Injecting medicines is one of the widely used methods in attempt to relieve the back pain and inflammation. Often it proves helpful for some people. The injections are commonly consisting of a steroid and a numbing medicine. It is not beyond the realms of possibility that the injection may relieve the painful symptoms completely and for a prolonged period of time, however, it is worth noting that not everyone gets the same relief.
Types of Injections
Back injections are mainly used to help treating two major back pain problems: radiculopathy and spinal stenosis. In certain occasions medics also use injections for several other types of back pain. The back injections are also used sometimes for diagnostic purposes, i.e. to help find out what’s causing the pain.
Radiculopathy refers to inflammation or damage to a nerve usually in the neck or the low back. The origin of the problem is typically the place where the nerve exits the spine. Talking about radiculopathy, the distinctive symptom would be sharp pain shooting from the lower back down into one or both legs or from the neck into the arm. A herniated disc may very well be a cause for radiculopathy.
With spinal stenosis, the lower spinal canal (the foramina through which the nerves are passing) becomes narrowed. As a result, it compresses the nerves inside. This usually causes pain in the buttock or leg and may or may not be accompanied by back pain. In spinal stenosis pain often becomes worse with activity. Sometimes it may lessen when you lean forward.
Medications for back pain can be injected into the area around the inflamed or damaged nerves. There are several kinds of injections typically used, including: epidural, nerve block, discography.
Epidural Injections in Treating Back Pain
The meaning of epidural is “around the spinal cord.” Traditionally, epidural injections are administered by a doctor, in the doctor’s office or the hospital.
Anaesthesiologists, physiatrists, or interventional radiologists with special training are also among the medical professionals administering the epidural injections.
Before the procedure, you are likely to be sent for an imaging test. This may involve a CT scan or an MRI of the back. The test allows the medics to identify possible causes of back pain.

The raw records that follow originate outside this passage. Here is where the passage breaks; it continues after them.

//! Launch policy: the whitelists every run request must pass before the
//! runtime sees it.

use std::path::{Component, Path, PathBuf};
use studio_core::config::CcsConfig;
use studio_core::error::{ErrorKind, StudioError};
use studio_core::types::RunContainerSpec;

/// Whitelists and resource caps applied to run requests.
#[derive(Debug, Clone)]
pub struct LaunchPolicy {
    image_prefixes: Vec<String>,
    networks: Vec<String>,
    bind_roots: Vec<PathBuf>,
    device_prefixes: Vec<PathBuf>,
    max_memory_bytes: i64,
    max_nano_cpus: i64,
}

impl LaunchPolicy {
    pub fn new(
        image_prefixes: Vec<String>,
        networks: Vec<String>,
        max_memory_bytes: i64,
        max_cpus: f64,
    ) -> Self {
        Self {
            image_prefixes,
            networks,
            bind_roots: Vec::new(),
            device_prefixes: Vec::new(),
            max_memory_bytes,
            max_nano_cpus: cpus_to_nano(max_cpus),
        }
    }

    /// Host paths that bind mounts and devices may come from.
    pub fn with_host_paths(mut self, bind_roots: Vec<PathBuf>, device_prefixes: Vec<PathBuf>) -> Self {
        self.bind_roots = bind_roots;
        self.device_prefixes = device_prefixes;
        self
    }

    pub fn from_config(config: &CcsConfig) -> Self {
        Self::new(
            config.allowed_image_prefixes.clone(),
            config.allowed_networks.clone(),
            config.max_memory_bytes,
            config.max_cpus,
        )
        .with_host_paths(
            config.allowed_bind_roots.clone(),
            config.allowed_device_prefixes.clone(),
        )
    }

    /// Reject images outside the trusted prefixes.
    pub fn check_image(&self, image: &str) -> Result<(), StudioError> {
        let trusted = !image.is_empty()
            && !image.contains("..")
            && self
                .image_prefixes
                .iter()
                .any(|prefix| !prefix.is_empty() && image.starts_with(prefix.as_str()));
        if trusted {
            Ok(())
        } else {
            Err(StudioError::new(
                ErrorKind::ForbiddenImage,
                format!("image '{image}' is not from a trusted registry"),
            ))
        }
    }

    /// Reject networks outside the allowlist.
    pub fn check_network(&self, network: &str) -> Result<(), StudioError> {
        if self.networks.iter().any(|n| n == network) {
            Ok(())
        } else {
            Err(StudioError::new(
                ErrorKind::ForbiddenNetwork,
                format!("network '{network}' is not allowed"),
            ))
        }
    }

    /// Reject bind sources outside the allowed host roots.
    pub fn check_bind(&self, host: &str) -> Result<(), StudioError> {
        if under_any(Path::new(host), &self.bind_roots) {
            Ok(())
        } else {
            Err(StudioError::invalid_request(format!(
                "bind mount of '{host}' is not allowed"
            )))
        }
    }

    /// Reject device nodes outside the allowed prefixes.
    pub fn check_device(&self, device: &str) -> Result<(), StudioError> {
        if under_any(Path::new(device), &self.device_prefixes) {
            Ok(())
        } else {
            Err(StudioError::invalid_request(format!(
                "device '{device}' is not allowed"
            )))
        }
    }

    /// Validate a run request and clamp its resource limits in place.
    ///
    /// The image is checked first so an untrusted image is always reported as
    /// `forbidden_image`, whatever else the request asks for.
    pub fn admit(&self, spec: &mut RunContainerSpec) -> Result<(), StudioError> {
        self.check_image(&spec.image)?;

        if spec.privileged {
            return Err(StudioError::new(
                ErrorKind::ForbiddenPrivilege,
                "privileged containers are not allowed",
            ));
        }
        if let Some(network) = &spec.network {
            self.check_network(network)?;
        }
        for volume in &spec.volumes {
            self.check_bind(&volume.host)?;
        }
        for device in &spec.devices {
            self.check_device(device)?;
        }

        let memory = spec.memory.unwrap_or(self.max_memory_bytes);
        spec.memory = Some(memory.clamp(0, self.max_memory_bytes));

        let cpus = spec.cpus.unwrap_or(nano_to_cpus(self.max_nano_cpus));
        spec.cpus = Some(nano_to_cpus(cpus_to_nano(cpus).clamp(0, self.max_nano_cpus)));
        Ok(())
    }
}

/// Absolute, free of `..`, and at or below one of `roots`. Matching is by
/// path component, so `/dev/tenstorrent-x` is not under `/dev/tenstorrent`.
fn under_any(path: &Path, roots: &[PathBuf]) -> bool {
    path.is_absolute()
        && !path.components().any(|c| matches!(c, Component::ParentDir))
        && roots
            .iter()
            .any(|root| root.is_absolute() && path.starts_with(root))
}

/// Convert fractional CPUs to the runtime's nano-CPU unit.
pub fn cpus_to_nano(cpus: f64) -> i64 {
    if cpus.is_finite() && cpus > 0.0 {
        (cpus * 1e9).round() as i64
    } else {
        0
    }
}

fn nano_to_cpus(nano: i64) -> f64 {
    nano as f64 / 1e9
}

#[cfg(test)]
mod tests {
    use super::*;
    use studio_core::types::VolumeBinding;

    fn policy() -> LaunchPolicy {
        LaunchPolicy::new(
            vec!["ghcr.io/tenstorrent/".into()],
            vec!["tt_studio_network".into()],
            8 * 1024 * 1024 * 1024,
            4.0,
        )
        .with_host_paths(
            vec!["/var/lib/tt-studio".into(), "/dev/hugepages-1G".into()],
            vec!["/dev/tenstorrent".into()],
        )
    }

    fn bind(host: &str) -> VolumeBinding {
        VolumeBinding {
            host: host.into(),
            container: "/mnt".into(),
            read_only: false,
        }
    }

    fn spec(image: &str) -> RunContainerSpec {
        RunContainerSpec {
            image: image.into(),
            ..Default::default()
        }
    }

    #[test]
    fn test_untrusted_image_rejected() {
        let err = policy().admit(&mut spec("evil/registry/foo:1")).unwrap_err();
        assert_eq!(err.kind, ErrorKind::ForbiddenImage);
    }

    #[test]
    fn test_image_checked_before_other_fields() {
        let mut s = spec("docker.io/library/ubuntu");
        s.privileged = true;
        s.network = Some("host".into());
        let err = policy().admit(&mut s).unwrap_err();
        assert_eq!(err.kind, ErrorKind::ForbiddenImage);
    }

    #[test]
    fn test_prefix_lookalike_rejected() {
        let err = policy()
            .check_image("ghcr.io/tenstorrent-evil/x:1")
            .unwrap_err();
        assert_eq!(err.kind, ErrorKind::ForbiddenImage);
        assert!(policy().check_image("ghcr.io/tenstorrent/../x").is_err());
        assert!(policy().check_image("").is_err());
    }

    #[test]
    fn test_privileged_rejected() {
        let mut s = spec("ghcr.io/tenstorrent/x:1");
        s.privileged = true;
        assert_eq!(
            policy().admit(&mut s).unwrap_err().kind,
            ErrorKind::ForbiddenPrivilege
        );
    }

    #[test]
    fn test_network_whitelist() {
        let mut s = spec("ghcr.io/tenstorrent/x:1");
        s.network = Some("host".into());
        assert_eq!(
            policy().admit(&mut s).unwrap_err().kind,
            ErrorKind::ForbiddenNetwork
        );
        s.network = Some("tt_studio_network".into());
        assert!(policy().admit(&mut s).is_ok());
    }

    #[test]
    fn test_resources_capped() {
        let mut s = spec("ghcr.io/tenstorrent/x:1");
        s.memory = Some(i64::MAX);
        s.cpus = Some(64.0);
        policy().admit(&mut s).unwrap();
        assert_eq!(s.memory, Some(8 * 1024 * 1024 * 1024));
        assert_eq!(s.cpus, Some(4.0));

        let mut small = spec("ghcr.io/tenstorrent/x:1");
        small.cpus = Some(0.5);
        small.memory = Some(1024);
        policy().admit(&mut small).unwrap();
        assert_eq!(small.cpus, Some(0.5));
        assert_eq!(small.memory, Some(1024));
    }

    #[test]
    fn test_missing_limits_default_to_caps() {
        let mut s = spec("ghcr.io/tenstorrent/x:1");
        policy().admit(&mut s).unwrap();
        assert_eq!(s.cpus, Some(4.0));
        assert!(s.memory.is_some());
    }

    #[test]
    fn test_runtime_socket_bind_rejected() {
        let mut s = spec("ghcr.io/tenstorrent/x:1");
        s.volumes = vec![bind("/var/lib/tt-studio/cache/echo"), bind("/var/run/docker.sock")];
        let err = policy().admit(&mut s).unwrap_err();
        assert_eq!(err.kind, ErrorKind::InvalidRequest);
        assert!(err.message.contains("docker.sock"));
    }

    #[test]
    fn test_bind_sources_confined_to_roots() {
        let p = policy();
        assert!(p.check_bind("/var/lib/tt-studio/weights/llama").is_ok());
        assert!(p.check_bind("/var/lib/tt-studio").is_ok());
        assert!(p.check_bind("/dev/hugepages-1G").is_ok());
        assert!(p.check_bind("/var/lib/tt-studio/../../../etc").is_err());
        assert!(p.check_bind("/var/lib/tt-studio-other").is_err());
        assert!(p.check_bind("var/lib/tt-studio/cache").is_err());
        assert!(p.check_bind("named_volume").is_err());
        assert!(p.check_bind("/").is_err());
    }

    #[test]
    fn test_devices_confined_to_accelerators() {
        let p = policy();
        assert!(p.check_device("/dev/tenstorrent").is_ok());
        assert!(p.check_device("/dev/tenstorrent/0").is_ok());
        assert!(p.check_device("/dev/tenstorrent-evil").is_err());
        assert!(p.check_device("/dev/sda").is_err());

        let mut s = spec("ghcr.io/tenstorrent/x:1");
        s.devices = vec!["/dev/tenstorrent".into(), "/dev/mem".into()];
        assert_eq!(
            policy().admit(&mut s).unwrap_err().kind,
            ErrorKind::InvalidRequest
        );
    }

    #[test]
    fn test_no_host_paths_configured_rejects_binds() {
        let p = LaunchPolicy::new(vec!["ghcr.io/tenstorrent/".into()], vec![], 1024, 1.0);
        let mut s = spec("ghcr.io/tenstorrent/x:1");
        assert!(p.admit(&mut s).is_ok());
        s.volumes = vec![bind("/var/lib/tt-studio/cache")];
        assert_eq!(p.admit(&mut s).unwrap_err().kind, ErrorKind::InvalidRequest);
    }
}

After the scan, at the doctor’s office, you will be placed face down on a table or special bed. The doctor might give you a sedating medication, although the sedation is usually unnecessary. Here are typical steps of the procedure:
- The skin will be cleaned and the anaesthetic will be injected to numb the area.
- Medics then will insert a needle through the skin toward the spine.
- Using a machine that produces live X-ray video called fluoroscopy, the doctor will carefully move the needle between the bones of the spine.
Using a contrast dye, the doctor will confirm the needle is placed in the epidural space. That’s the space between the dura matter (fibrous outer covering) of the spine and the spinal cord inside it. After ensuring that the needle is in position, the doctor will inject a solution into the epidural space. The solution contains a steroid medicine, also called corticosteroid, usually together with an anaesthetic medicine.
The epidural injection is usually not painful because of the numbing medicine used at the start. Many people will experience some moderate tenderness for up to a few days after the injection.
Nerve Blocks Treating Back Pain
Performing a nerve block, medics inject the tissues near the nerve with a numbing medicine, or anaesthetic. Lidocaine is the most common anaesthetic used. After the injection, the patient will usually rapidly experience numbness with near-complete pain relief. The numbness wears off, however, after several hours.
Some doctors use nerve block injections for diagnostic purposes. If that was the aim of the procedure, you’ll be asked which injection causes the pain to cease. That nerve may then be chosen for an epidural injection with both steroid and anaesthetic medicine. Or it may help the doctor to determine if some other treatment is more suitable for this particular condition. Nerve blocks are also often used as anaesthesia during surgery or other medical procedures.
Discography Injections as a Diagnostic Procedure
In some patients back pain is caused by a damaged disc between spinal bones, or vertebrae. Performing discography, doctor injects contrast dye directly into the intervertebral disc. The medics then observe the disc on an X-ray video screen. If contrast dye starts leaking out of the disc, and the patient’s usual back pain reoccurs, the test is considered positive. Clinical studies, however, have not reflected that discography is always a helpful test.
Injections for Back Pain: Risks
Mild soreness or pain at the site after an injection for back pain is common. Headache, nausea, and vomiting sometimes may also occur. On rare occasions, back injections cause significant bleeding or infection. All the risks involved in the procedure should be thoroughly discussed with the doctor before administering an injection.